Between four of the Kansas Honor Flight board members and two of their spouses, they have gone on 29 Honor Flights as leaders or guardians, VanCampen said.
“Our concern is to safely transfer veterans to Washington with a committee of people who are experienced to do this and have the fiduciary responsibility to do it,” said VanCampen, who has been on nine flights. “We’re absolutely committed to the same mission as we were before.”
He said his organization won’t be doing the larger charter flights but will fly commercial, taking about 30 veterans on each flight.
“It’s much safer and more comfortable for the veterans (to travel in smaller groups),” VanCampen said.
The cost per veteran is about $650, or about $20,000 for a flight of 30 veterans.
Guardians who accompany the veterans must pay their own way. The veterans’ costs are covered by donations.

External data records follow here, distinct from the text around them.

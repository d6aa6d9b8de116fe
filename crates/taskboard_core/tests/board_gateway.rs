use std::sync::Arc;
use std::time::Duration;
use taskboard_core::{
    apply_action, boards_or_seed, delete_board, seed_boards, ArgbColor, BackgroundSaver, Board,
    BoardAction, BoardGateway, KeyValueStore, SqliteKeyValueStore, StoreError, StoreResult, Task,
    TaskId, BOARDS_KEY,
};

const RECV_TIMEOUT: Duration = Duration::from_secs(5);

fn memory_gateway() -> BoardGateway<SqliteKeyValueStore> {
    BoardGateway::new(SqliteKeyValueStore::open_in_memory().unwrap())
}

fn board(title: &str) -> Board {
    Board::new(title, ArgbColor::from_packed(0xFFD1_C4E9))
}

/// Store whose writes always fail.
struct ReadOnlyStore;

impl KeyValueStore for ReadOnlyStore {
    fn get(&self, _key: &str) -> StoreResult<Option<String>> {
        Ok(None)
    }

    fn put(&self, _key: &str, _value: &str) -> StoreResult<()> {
        Err(StoreError::InvalidKey)
    }

    fn remove(&self, _key: &str) -> StoreResult<bool> {
        Ok(false)
    }
}

#[test]
fn load_without_document_is_empty() {
    let gateway = memory_gateway();
    assert!(gateway.load().is_empty());
    assert_eq!(boards_or_seed(gateway.load()).len(), 4);
}

#[test]
fn save_then_load_roundtrips_boards() {
    let gateway = memory_gateway();
    let mut boards = seed_boards();
    boards[2].tasks = vec![Task::new(TaskId(1), "standup")];

    gateway.save(&boards).unwrap();
    assert_eq!(gateway.load(), boards);

    gateway.save(&[]).unwrap();
    assert!(gateway.load().is_empty());
}

#[test]
fn saving_twice_keeps_last_value_without_duplication() {
    let gateway = memory_gateway();
    let boards = seed_boards();

    gateway.save(&boards).unwrap();
    gateway.save(&boards).unwrap();
    assert_eq!(gateway.load(), boards);

    let edited = apply_action(
        &boards,
        &BoardAction::RenameBoard {
            title: "Work".to_string(),
            new_title: "Office".to_string(),
        },
    );
    gateway.save(&edited).unwrap();
    assert_eq!(gateway.load(), edited);
}

#[test]
fn delete_then_load_keeps_relative_order() {
    let gateway = memory_gateway();
    let boards = vec![board("A"), board("B"), board("C")];
    gateway.save(&boards).unwrap();

    gateway.save(&delete_board(&gateway.load(), "B")).unwrap();

    let loaded = gateway.load();
    assert_eq!(loaded, vec![boards[0].clone(), boards[2].clone()]);
}

#[test]
fn corrupt_document_degrades_to_empty() {
    let store = SqliteKeyValueStore::open_in_memory().unwrap();
    store.put(BOARDS_KEY, "{definitely not a board list").unwrap();
    let gateway = BoardGateway::new(store);

    assert!(gateway.load().is_empty());
    assert!(gateway.subscribe().recv().unwrap().is_empty());
}

#[test]
fn custom_key_isolates_documents() {
    let dir = tempfile::tempdir().unwrap();
    let path = dir.path().join("boards.sqlite3");

    let primary = BoardGateway::new(SqliteKeyValueStore::open(&path).unwrap());
    let secondary =
        BoardGateway::with_key(SqliteKeyValueStore::open(&path).unwrap(), "archived_boards");
    assert_eq!(secondary.key(), "archived_boards");

    primary.save(&seed_boards()).unwrap();
    assert!(secondary.load().is_empty());
}

#[test]
fn boards_survive_reopening_the_database() {
    let dir = tempfile::tempdir().unwrap();
    let path = dir.path().join("boards.sqlite3");
    let boards = vec![board("Persisted")];

    {
        let gateway = BoardGateway::new(SqliteKeyValueStore::open(&path).unwrap());
        gateway.save(&boards).unwrap();
    }

    let reopened = BoardGateway::new(SqliteKeyValueStore::open(&path).unwrap());
    assert_eq!(reopened.load(), boards);
}

#[test]
fn failed_write_is_reported_and_not_published() {
    let gateway = BoardGateway::new(ReadOnlyStore);
    let subscription = gateway.subscribe();
    assert_eq!(subscription.recv().unwrap(), Vec::<Board>::new());

    assert!(gateway.save(&seed_boards()).is_err());
    assert!(subscription.try_recv().is_none());
}

#[test]
fn subscribers_observe_current_value_then_each_save() {
    let gateway = memory_gateway();
    let early = gateway.subscribe();
    assert!(early.recv_timeout(RECV_TIMEOUT).unwrap().is_empty());

    let first = vec![board("First")];
    let second = vec![board("First"), board("Second")];
    gateway.save(&first).unwrap();
    gateway.save(&second).unwrap();

    assert_eq!(early.recv_timeout(RECV_TIMEOUT).unwrap(), first);
    assert_eq!(early.recv_timeout(RECV_TIMEOUT).unwrap(), second);

    let late = gateway.subscribe();
    assert_eq!(late.latest().unwrap(), second);
}

#[test]
fn dropped_subscribers_are_pruned_on_publish() {
    let gateway = memory_gateway();
    let kept = gateway.subscribe();
    drop(gateway.subscribe());
    assert_eq!(gateway.subscriber_count(), 2);

    gateway.save(&seed_boards()).unwrap();
    assert_eq!(gateway.subscriber_count(), 1);
    assert_eq!(kept.latest().unwrap(), gateway.load());
}

#[test]
fn subscription_iterator_ends_when_gateway_is_dropped() {
    let gateway = memory_gateway();
    let subscription = gateway.subscribe();
    gateway.save(&seed_boards()).unwrap();
    drop(gateway);

    let received: Vec<Vec<Board>> = subscription.collect();
    assert_eq!(received.len(), 2);
    assert!(received[0].is_empty());
    assert_eq!(received[1].len(), 4);
}

#[test]
fn background_saver_coalesces_to_last_submission() {
    let gateway = Arc::new(memory_gateway());
    let saver = BackgroundSaver::spawn(Arc::clone(&gateway)).unwrap();

    let first = vec![board("First")];
    let last = vec![board("Last"), board("Board")];
    saver.submit(first).unwrap();
    saver.submit(last.clone()).unwrap();
    saver.flush().unwrap();

    assert_eq!(gateway.load(), last);
    assert_eq!(saver.failed_saves(), 0);
}

#[test]
fn background_saver_delivers_to_subscribers_on_another_thread() {
    let gateway = Arc::new(memory_gateway());
    let subscription = gateway.subscribe();
    assert!(subscription.recv_timeout(RECV_TIMEOUT).unwrap().is_empty());

    let saver = BackgroundSaver::spawn(Arc::clone(&gateway)).unwrap();
    let boards = seed_boards();
    saver.submit(boards.clone()).unwrap();

    assert_eq!(subscription.recv_timeout(RECV_TIMEOUT).unwrap(), boards);
}

#[test]
fn background_saver_counts_failures_and_drains_on_drop() {
    let failing = Arc::new(BoardGateway::new(ReadOnlyStore));
    let saver = BackgroundSaver::spawn(Arc::clone(&failing)).unwrap();
    saver.submit(seed_boards()).unwrap();
    saver.flush().unwrap();
    assert_eq!(saver.failed_saves(), 1);
    drop(saver);

    let gateway = Arc::new(memory_gateway());
    let saver = BackgroundSaver::spawn(Arc::clone(&gateway)).unwrap();
    saver.submit(vec![board("Queued")]).unwrap();
    drop(saver);
    assert_eq!(gateway.load()[0].title, "Queued");
}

Fundraising is a backbone of keeping the flights going.
Money collected as an Honor Flight hub by Central Prairie must be returned to the national office so it can be redistributed to hubs in Kansas, said McLaughlin, the national officer. As of last week, that money had not been returned.
Foster said he checked Thursday and found Central Prairie had $90,000 in the bank, although about $15,000 of that will be needed to pay off expenses.
Miller disputed that amount, saying not all of it was for the Honor Flight program.
Duncan is an eager fundraiser and said he had 35 fundraising events for Central Prairie set when it lost its certification.
“What I’d like to do is just take over Central Prairie the way it is now and continue on,” he said. “That would make it smooth sailing. We wouldn’t have to reinvent the wheel.”
But Foster said that’s not possible because Central Prairie’s flights had its liability insurance through the national network.
“We are not doing any more flights,” Foster said.
Duncan is also considering the possibility connecting with another program in the country that takes WWII vets to Washington. There are a number of them not affiliated with the Honor Flight Network, McLaughlin said.
Much of Central Prairie’s donations came from the Wichita area, Foster said, and Duncan was a key part of that.
VanCampen and Collins have asked Duncan to join them, but he has declined so far.
All of the uncertainty has left some of the backers of the flights wondering where to place their loyalty.
“Right now, going out in the business community trying to raise funds, I’m getting doors shut in my face,” Duncan said. “They want to know who’s in charge.”
Prairie Rose Chuckwagon Supper had joined with KFDI to raise more than $20,000 in separate fundraisers in 2010 and in 2011, but it has canceled a scheduled event for July because of the “disarray,” said J.W. Johnson, who owns Prairie Rose along with her husband, Greg.
“We’re stepping back for now,” J.W. Johnson said. “We love the veterans and want to help them.”
That includes Teague, the Navy veteran who served in the Pacific as a radioman during WWII.
“The flights seem important to those who go,” he said. “It’s important to continue it for whoever backs these things. It must be very gratifying and patriotic.”